Mr. Turner
No stranger to period dramas, British cinema could hardly have seen Mr. Turner coming. One of the United Kingdom’s most celebrated artists comes to grunting, gruff life thanks to the wonders and determination of another great artist in the shape of Mr. Mike Leigh. But this is no Sunday evening viewing with corsets and cut-glass English accents. Instead it’s a deep, textured and vibrant portrait of a man at odds with the world he occupies yet paving a way that many would revere and follow in.
There is little here in the way of narrative but following Joseph Mallord William Turner (Timothy Spall) is a journey whose destination is all encompassing. At over two hours long it may seem a daunting task, akin to watching the cinematic paint dry, but Leigh weaves Turner’s story in such a way as to formulate a fascinating and intricate insight into the man.
From the moment we meet Turner, Leigh toys with our preconceptions. At first he sketches him as boisterous, belligerent and a debauched man. Happily groping his housekeeper before Leigh cuts from a pig’s head being prepared for the pot with Turner being shaved. But, this being a Mike Leigh film, these early scenes only tell half the story. By the half way point we’ve witnessed Turner venture to a brothel not to satisfy his sexual urges but instead to grieve the death of a loved one by painting a prostitute in the prime of her life.
Because Mr. Turner is not a period drama that simply transports you to the time and place but, as if Leigh possesses a Mary Poppins ability, allows you to leap into the man’s paintings, rummage around within them and uncover a truth, and brutal honesty behind the brushstrokes.
Aided in his task is the exquisite execution of Dick Pope’s sumptuous cinematography. His ability to capture vistas and landscapes that would make Turner proud combined with a more intimate level of depth in character driven scenes is staggering. But their true majesty comes to life in taking Turner’s artistic style and sculpting it into film, the kind of magic that at first Turner would have certainly balked at before delighting in at the realisation of his work brought breathlessly to life. In one wonderfully edited together moment we see Turner flicking paint at a canvas only for it to cut to what is assumed to be the work in question for Pope to have instead captured yet another horizon for Turner to occupy.
Throughout Mr. Turner it is near impossible not to feel Mike Leigh’s presence. It is in many ways Leigh exorcising his own theories on art through the work of Turner. Both Leigh and Turner do things their own way, refusing to conform but always mixing in the right circles with a means to an end mentality. There is a bullish charm to Mr. Turner as there often is to Leigh, men at odds with the world but able to see a truth in it that illuminates others.

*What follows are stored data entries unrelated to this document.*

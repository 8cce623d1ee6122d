// Conversión de horas "HH:MM" a minutos desde medianoche.

/// Parsea "HH:MM" (también acepta "HH:MM:SS", los segundos se ignoran).
pub fn hora_a_minutos_opt(hora: &str) -> Option<i32> {
    let mut partes = hora.trim().split(':');
    let hh = partes.next()?.trim().parse::<i32>().ok()?;
    let mm = partes.next()?.trim().parse::<i32>().ok()?;
    hh.checked_mul(60)?.checked_add(mm)
}

/// Igual que `hora_a_minutos_opt` pero nunca falla: una hora mal formada
/// vale 0 y la generación sigue adelante.
pub fn hora_a_minutos(hora: &str) -> i32 {
    hora_a_minutos_opt(hora).unwrap_or(0)
}

/// Formatea minutos desde medianoche como "HH:MM".
pub fn minutos_a_hora(minutos: i32) -> String {
    format!("{:02}:{:02}", minutos / 60, minutos % 60)
}
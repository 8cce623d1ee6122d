//! Configuración del proceso (variables de entorno / `.env`) y de las
//! reglas de generación (grupos obligatorios y topones válidos).

pub mod reglas;
pub mod store;

pub use reglas::{ConfiguracionHorarios, EnteroFlexible, GroupConfigPayload, ToponPayload};
pub use store::ConfigStore;

use log::warn;
use std::env;
use std::path::PathBuf;

pub const BIND_POR_DEFECTO: &str = "127.0.0.1:8080";
pub const CONSOLIDADO_POR_DEFECTO: &str = "consolidado.xlsx";
pub const CONFIG_POR_DEFECTO: &str = "config.json";
pub const MAX_CURSOS_POR_DEFECTO: usize = 6;

#[derive(Debug, Clone, PartialEq, Eq)]
pub struct AppConfig {
    /// Dirección donde escucha el servidor (`HORARIOS_BIND`).
    pub bind: String,
    /// Excel consolidado con todos los horarios (`HORARIOS_CONSOLIDADO`).
    pub consolidado: PathBuf,
    /// JSON con groupConfigs / toponesConfigs (`HORARIOS_CONFIG`).
    pub config_path: PathBuf,
    /// Máximo de cursos por solicitud (`HORARIOS_MAX_CURSOS`). El generador
    /// no se acota solo: este tope es la protección contra la explosión
    /// combinatoria.
    pub max_cursos: usize,
}

impl Default for AppConfig {
    fn default() -> Self {
        AppConfig {
            bind: BIND_POR_DEFECTO.to_string(),
            consolidado: PathBuf::from(CONSOLIDADO_POR_DEFECTO),
            config_path: PathBuf::from(CONFIG_POR_DEFECTO),
            max_cursos: MAX_CURSOS_POR_DEFECTO,
        }
    }
}

impl AppConfig {
    /// Lee `.env` si existe y luego las variables de entorno.
    pub fn from_env() -> Self {
        let _ = dotenv::dotenv();
        Self::from_lookup(|k| env::var(k).ok())
    }

    /// Construye la configuración desde una función de búsqueda de variables.
    pub fn from_lookup<F>(lookup: F) -> Self
    where
        F: Fn(&str) -> Option<String>,
    {
        let mut cfg = AppConfig::default();
        let valor = |k: &str| lookup(k).map(|v| v.trim().to_string()).filter(|v| !v.is_empty());

        if let Some(b) = valor("HORARIOS_BIND") {
            cfg.bind = b;
        }
        if let Some(p) = valor("HORARIOS_CONSOLIDADO") {
            cfg.consolidado = PathBuf::from(p);
        }
        if let Some(p) = valor("HORARIOS_CONFIG") {
            cfg.config_path = PathBuf::from(p);
        }
        if let Some(m) = valor("HORARIOS_MAX_CURSOS") {
            match m.parse::<usize>() {
                Ok(n) if n > 0 => cfg.max_cursos = n,
                _ => warn!("HORARIOS_MAX_CURSOS inválido ({}), usando {}", m, MAX_CURSOS_POR_DEFECTO),
            }
        }
        cfg
    }
}

#[cfg(test)]
mod tests {
    use super::*;
    use std::collections::HashMap;

    #[test]
    fn test_valores_por_defecto() {
        let cfg = AppConfig::from_lookup(|_| None);
        assert_eq!(cfg, AppConfig::default());
        assert_eq!(cfg.max_cursos, 6);
    }

    #[test]
    fn test_lee_variables() {
        let vars: HashMap<&str, &str> = [
            ("HORARIOS_BIND", "0.0.0.0:5000"),
            ("HORARIOS_CONSOLIDADO", "/data/consolidado.xlsx"),
            ("HORARIOS_MAX_CURSOS", "8"),
        ]
        .into_iter()
        .collect();
        let cfg = AppConfig::from_lookup(|k| vars.get(k).map(|v| v.to_string()));
        assert_eq!(cfg.bind, "0.0.0.0:5000");
        assert_eq!(cfg.consolidado, PathBuf::from("/data/consolidado.xlsx"));
        assert_eq!(cfg.config_path, PathBuf::from("config.json"));
        assert_eq!(cfg.max_cursos, 8);
    }

    #[test]
    fn test_max_cursos_invalido_usa_defecto() {
        let cfg = AppConfig::from_lookup(|k| if k == "HORARIOS_MAX_CURSOS" { Some("muchos".to_string()) } else { None });
        assert_eq!(cfg.max_cursos, MAX_CURSOS_POR_DEFECTO);
        let cero = AppConfig::from_lookup(|k| if k == "HORARIOS_MAX_CURSOS" { Some("0".to_string()) } else { None });
        assert_eq!(cero.max_cursos, MAX_CURSOS_POR_DEFECTO);
    }
}
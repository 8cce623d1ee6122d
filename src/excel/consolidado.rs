use calamine::{open_workbook_auto, open_workbook_auto_from_rs, Data, Range, Reader, Sheets};
use log::info;
use serde_json::Value;
use std::collections::BTreeMap;
use std::io::{Cursor, Read, Seek};
use std::path::Path;

use crate::error::CatalogoError;
use crate::excel::io::{celda_entero, celda_hora, cell_to_string, normalize_header};
use crate::models::FilaCatalogo;

/// Columnas que el consolidado debe traer sí o sí.
pub const COLUMNAS_REQUERIDAS: [&str; 8] = [
    "asig_codigo",
    "asig_nombre",
    "psec_codigo",
    "pgru_codigo",
    "sdia_descripcion",
    "sper_hora_ini",
    "sper_hora_fin",
    "camp_campus",
];

/// Columnas requeridas que no aparecen entre `encabezados`.
pub fn columnas_faltantes(encabezados: &[String]) -> Vec<String> {
    let normalizados: Vec<String> = encabezados.iter().map(|h| normalize_header(h)).collect();
    COLUMNAS_REQUERIDAS
        .iter()
        .filter(|c| !normalizados.iter().any(|h| h == *c))
        .map(|c| c.to_string())
        .collect()
}

/// Lee el consolidado desde disco (xlsx o xls).
pub fn leer_consolidado_excel<P: AsRef<Path>>(path: P) -> Result<Vec<FilaCatalogo>, CatalogoError> {
    let workbook = open_workbook_auto(path.as_ref())?;
    let filas = leer_primera_hoja(workbook)?;
    info!("consolidado {:?}: {} registros", path.as_ref(), filas.len());
    Ok(filas)
}

/// Lee un consolidado subido por el usuario (contenido completo del archivo).
pub fn leer_consolidado_desde_bytes(bytes: Vec<u8>) -> Result<Vec<FilaCatalogo>, CatalogoError> {
    let workbook = open_workbook_auto_from_rs(Cursor::new(bytes))?;
    leer_primera_hoja(workbook)
}

fn leer_primera_hoja<RS: Read + Seek>(mut workbook: Sheets<RS>) -> Result<Vec<FilaCatalogo>, CatalogoError> {
    let hoja = workbook.sheet_names().first().cloned().ok_or(CatalogoError::SinHojas)?;
    let range = workbook.worksheet_range(&hoja)?;
    filas_desde_rango(&range)
}

/// Convierte la hoja en filas limpias: descarta filas sin `asig_codigo`,
/// recorta textos, pasa el campus a mayúsculas y usa 1 como sección/grupo
/// por defecto.
pub fn filas_desde_rango(range: &Range<Data>) -> Result<Vec<FilaCatalogo>, CatalogoError> {
    let mut rows = range.rows();
    let encabezados: Vec<String> = match rows.next() {
        Some(r) => r.iter().map(cell_to_string).collect(),
        None => Vec::new(),
    };

    let faltantes = columnas_faltantes(&encabezados);
    if !faltantes.is_empty() {
        return Err(CatalogoError::ColumnasFaltantes(faltantes));
    }

    let normalizados: Vec<String> = encabezados.iter().map(|h| normalize_header(h)).collect();
    let idx = |nombre: &str| normalizados.iter().position(|h| h == nombre).unwrap_or(usize::MAX);
    let i_codigo = idx("asig_codigo");
    let i_nombre = idx("asig_nombre");
    let i_sec = idx("psec_codigo");
    let i_grp = idx("pgru_codigo");
    let i_dia = idx("sdia_descripcion");
    let i_ini = idx("sper_hora_ini");
    let i_fin = idx("sper_hora_fin");
    let i_campus = idx("camp_campus");
    let requeridos = [i_codigo, i_nombre, i_sec, i_grp, i_dia, i_ini, i_fin, i_campus];

    let vacio = Data::Empty;
    let mut filas = Vec::new();
    for row in rows {
        let celda = |i: usize| row.get(i).unwrap_or(&vacio);

        let asig_codigo = cell_to_string(celda(i_codigo));
        if asig_codigo.is_empty() {
            continue;
        }

        let mut extra = BTreeMap::new();
        for (i, encabezado) in encabezados.iter().enumerate() {
            if requeridos.contains(&i) || encabezado.is_empty() {
                continue;
            }
            extra.insert(encabezado.clone(), cell_to_string(celda(i)));
        }

        filas.push(FilaCatalogo {
            asig_codigo,
            asig_nombre: cell_to_string(celda(i_nombre)),
            psec_codigo: celda_entero(celda(i_sec), 1),
            pgru_codigo: celda_entero(celda(i_grp), 1),
            sdia_descripcion: cell_to_string(celda(i_dia)),
            sper_hora_ini: celda_hora(celda(i_ini)),
            sper_hora_fin: celda_hora(celda(i_fin)),
            camp_campus: cell_to_string(celda(i_campus)).to_uppercase(),
            extra,
        });
    }
    Ok(filas)
}

fn valor_a_texto(v: &Value) -> String {
    match v {
        Value::Null => String::new(),
        Value::String(s) => s.trim().to_string(),
        Value::Number(n) => match n.as_f64() {
            Some(f) if f.fract() == 0.0 => format!("{}", f as i64),
            _ => n.to_string(),
        },
        other => other.to_string(),
    }
}

fn valor_a_entero(v: Option<&Value>, defecto: i64) -> i64 {
    match v {
        Some(Value::Number(n)) => n.as_i64().or_else(|| n.as_f64().map(|f| f as i64)).unwrap_or(defecto),
        Some(Value::String(s)) => {
            let t = s.trim();
            t.parse::<i64>()
                .ok()
                .or_else(|| t.parse::<f64>().ok().map(|f| f as i64))
                .unwrap_or(defecto)
        }
        _ => defecto,
    }
}

/// Fila editada en el frontend (objeto JSON con las columnas del consolidado).
/// Aplica la misma limpieza que la lectura del Excel; `None` si no trae código.
pub fn fila_desde_json(obj: &serde_json::Map<String, Value>) -> Option<FilaCatalogo> {
    let texto = |k: &str| obj.get(k).map(valor_a_texto).unwrap_or_default();
    let asig_codigo = texto("asig_codigo");
    if asig_codigo.is_empty() {
        return None;
    }
    let extra = obj
        .iter()
        .filter(|(k, _)| !COLUMNAS_REQUERIDAS.contains(&k.as_str()))
        .map(|(k, v)| (k.clone(), valor_a_texto(v)))
        .collect();
    Some(FilaCatalogo {
        asig_codigo,
        asig_nombre: texto("asig_nombre"),
        psec_codigo: valor_a_entero(obj.get("psec_codigo"), 1),
        pgru_codigo: valor_a_entero(obj.get("pgru_codigo"), 1),
        sdia_descripcion: texto("sdia_descripcion"),
        sper_hora_ini: texto("sper_hora_ini"),
        sper_hora_fin: texto("sper_hora_fin"),
        camp_campus: texto("camp_campus").to_uppercase(),
        extra,
    })
}
use actix_multipart::Multipart;
use actix_web::http::header;
use actix_web::{web, HttpResponse, Responder};
use futures_util::stream::StreamExt;
use log::{error, info, warn};
use serde::Deserialize;
use serde_json::{json, Value};
use std::path::Path;

use crate::catalogo::Catalogo;
use crate::error::CatalogoError;
use crate::excel::{consolidado_a_bytes, escribir_consolidado, fila_desde_json, leer_consolidado_desde_bytes};
use crate::models::FilaCatalogo;
use crate::server::EstadoApp;

const XLSX_MIME: &str = "application/vnd.openxmlformats-officedocument.spreadsheetml.sheet";
const NOMBRE_EXPORTACION: &str = "consolidado_export.xlsx";

#[derive(Debug, Deserialize)]
pub struct GuardarDatosRequest {
    #[serde(default)]
    pub data: Vec<Value>,
}

/// `true` si el nombre de archivo termina en `.xlsx` o `.xls`.
pub fn es_archivo_excel(nombre: &str) -> bool {
    match Path::new(nombre).extension().and_then(std::ffi::OsStr::to_str) {
        Some(ext) => ext.eq_ignore_ascii_case("xlsx") || ext.eq_ignore_ascii_case("xls"),
        None => false,
    }
}

/// Escribe las filas en el consolidado y publica el nuevo catálogo. La
/// escritura del archivo y el reemplazo del catálogo ocurren bajo el mismo
/// candado, así que el disco y la memoria quedan con las mismas filas.
async fn persistir_y_publicar(estado: &EstadoApp, filas: Vec<FilaCatalogo>) -> Result<usize, String> {
    let _candado = estado.escritura.lock().await;
    let destino = estado.config.consolidado.clone();
    let escritura = tokio::task::spawn_blocking(move || -> Result<Vec<FilaCatalogo>, CatalogoError> {
        escribir_consolidado(&filas, &destino)?;
        Ok(filas)
    })
    .await
    .map_err(|e| format!("task join error: {}", e))?;

    let filas = escritura.map_err(|e| e.to_string())?;
    let total = filas.len();
    estado.catalogo.reemplazar(Catalogo::new(filas));
    info!("consolidado actualizado: {} registros", total);
    Ok(total)
}

/// `GET /api/data/all`
pub async fn datos_todos_handler(estado: web::Data<EstadoApp>) -> impl Responder {
    let catalogo = estado.catalogo.snapshot();
    HttpResponse::Ok().json(json!({
        "success": true,
        "data": catalogo.filas(),
        "total": catalogo.len()
    }))
}

/// `POST /api/data/save`: reemplaza el consolidado por las filas editadas.
pub async fn datos_guardar_handler(
    estado: web::Data<EstadoApp>,
    body: web::Json<GuardarDatosRequest>,
) -> impl Responder {
    let body = body.into_inner();
    if body.data.is_empty() {
        return HttpResponse::BadRequest().json(json!({"success": false, "error": "No se recibieron datos"}));
    }

    let recibidas = body.data.len();
    let filas: Vec<FilaCatalogo> = body
        .data
        .iter()
        .filter_map(Value::as_object)
        .filter_map(fila_desde_json)
        .collect();
    if filas.len() < recibidas {
        warn!("data/save: {} filas descartadas sin asig_codigo", recibidas - filas.len());
    }

    match persistir_y_publicar(&estado, filas).await {
        Ok(total) => HttpResponse::Ok().json(json!({
            "success": true,
            "message": format!("Se guardaron {} registros correctamente", total),
            "total": total
        })),
        Err(e) => {
            error!("data/save: {}", e);
            HttpResponse::InternalServerError().json(json!({"success": false, "error": e}))
        }
    }
}

/// `GET /api/data/export`
pub async fn datos_exportar_handler(estado: web::Data<EstadoApp>) -> impl Responder {
    let catalogo = estado.catalogo.snapshot();
    let bytes = match tokio::task::spawn_blocking(move || consolidado_a_bytes(catalogo.filas())).await {
        Ok(Ok(b)) => b,
        Ok(Err(e)) => {
            error!("data/export: {}", e);
            return HttpResponse::InternalServerError().json(json!({"success": false, "error": e.to_string()}));
        }
        Err(e) => {
            return HttpResponse::InternalServerError()
                .json(json!({"success": false, "error": format!("task join error: {}", e)}));
        }
    };

    HttpResponse::Ok()
        .content_type(XLSX_MIME)
        .append_header((header::CONTENT_DISPOSITION, format!("attachment; filename=\"{}\"", NOMBRE_EXPORTACION)))
        .body(bytes)
}

/// `POST /api/data/import`: recibe un Excel (multipart) y reemplaza el consolidado.
pub async fn datos_importar_handler(estado: web::Data<EstadoApp>, mut payload: Multipart) -> impl Responder {
    let mut archivo: Option<(String, Vec<u8>)> = None;

    while let Some(field_res) = payload.next().await {
        let mut field = match field_res {
            Ok(f) => f,
            Err(e) => {
                warn!("multipart field error: {}", e);
                return HttpResponse::BadRequest().json(json!({"success": false, "error": "No se recibió ningún archivo"}));
            }
        };

        let filename = match field.content_disposition().get_filename() {
            Some(n) => n.to_string(),
            None => continue,
        };

        let mut bytes: Vec<u8> = Vec::new();
        while let Some(chunk) = field.next().await {
            match chunk {
                Ok(data) => bytes.extend_from_slice(&data),
                Err(e) => {
                    warn!("upload stream error: {}", e);
                    return HttpResponse::BadRequest().json(json!({"success": false, "error": "Error leyendo el archivo"}));
                }
            }
        }

        if archivo.is_none() {
            archivo = Some((filename, bytes));
        }
    }

    let (nombre, bytes) = match archivo {
        Some((n, b)) if !n.trim().is_empty() => (n, b),
        _ => return HttpResponse::BadRequest().json(json!({"success": false, "error": "No se seleccionó ningún archivo"})),
    };

    if !es_archivo_excel(&nombre) {
        return HttpResponse::BadRequest()
            .json(json!({"success": false, "error": "El archivo debe ser Excel (.xlsx o .xls)"}));
    }

    let lectura = match tokio::task::spawn_blocking(move || leer_consolidado_desde_bytes(bytes)).await {
        Ok(r) => r,
        Err(e) => {
            return HttpResponse::InternalServerError()
                .json(json!({"success": false, "error": format!("task join error: {}", e)}));
        }
    };

    let filas = match lectura {
        Ok(f) => f,
        Err(e) => {
            warn!("data/import {}: {}", nombre, e);
            return HttpResponse::BadRequest().json(json!({"success": false, "error": e.to_string()}));
        }
    };

    match persistir_y_publicar(&estado, filas).await {
        Ok(total) => HttpResponse::Ok().json(json!({
            "success": true,
            "message": format!("Se importaron {} registros correctamente", total),
            "total": total
        })),
        Err(e) => {
            error!("data/import: {}", e);
            HttpResponse::InternalServerError().json(json!({"success": false, "error": e}))
        }
    }
}

#[cfg(test)]
mod tests {
    use super::*;

    #[test]
    fn test_es_archivo_excel() {
        assert!(es_archivo_excel("consolidado.xlsx"));
        assert!(es_archivo_excel("VIEJO.XLS"));
        assert!(!es_archivo_excel("datos.csv"));
        assert!(!es_archivo_excel("sin_extension"));
    }
}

But while Leigh is expressing himself and Pope dazzling us it is Timothy Spall who captures the heart, often in spite of Turner’s obvious shortfalls. His performance is bold, big and satisfying as more than a character but as a man you can envisage meeting. Spall expresses more through his bulldog chewing a wasp pout and a series of grunts than any amount of dialogue could ever capture. The genius behind it is that even when Turner is behaving deplorably Spall finds ways of instilling a sense of humour and naughty schoolboy in him that makes you adore him.
A work of immaculate and staggering detail and affection, it is as if Mr. Turner has risen from his work to occupy the heart.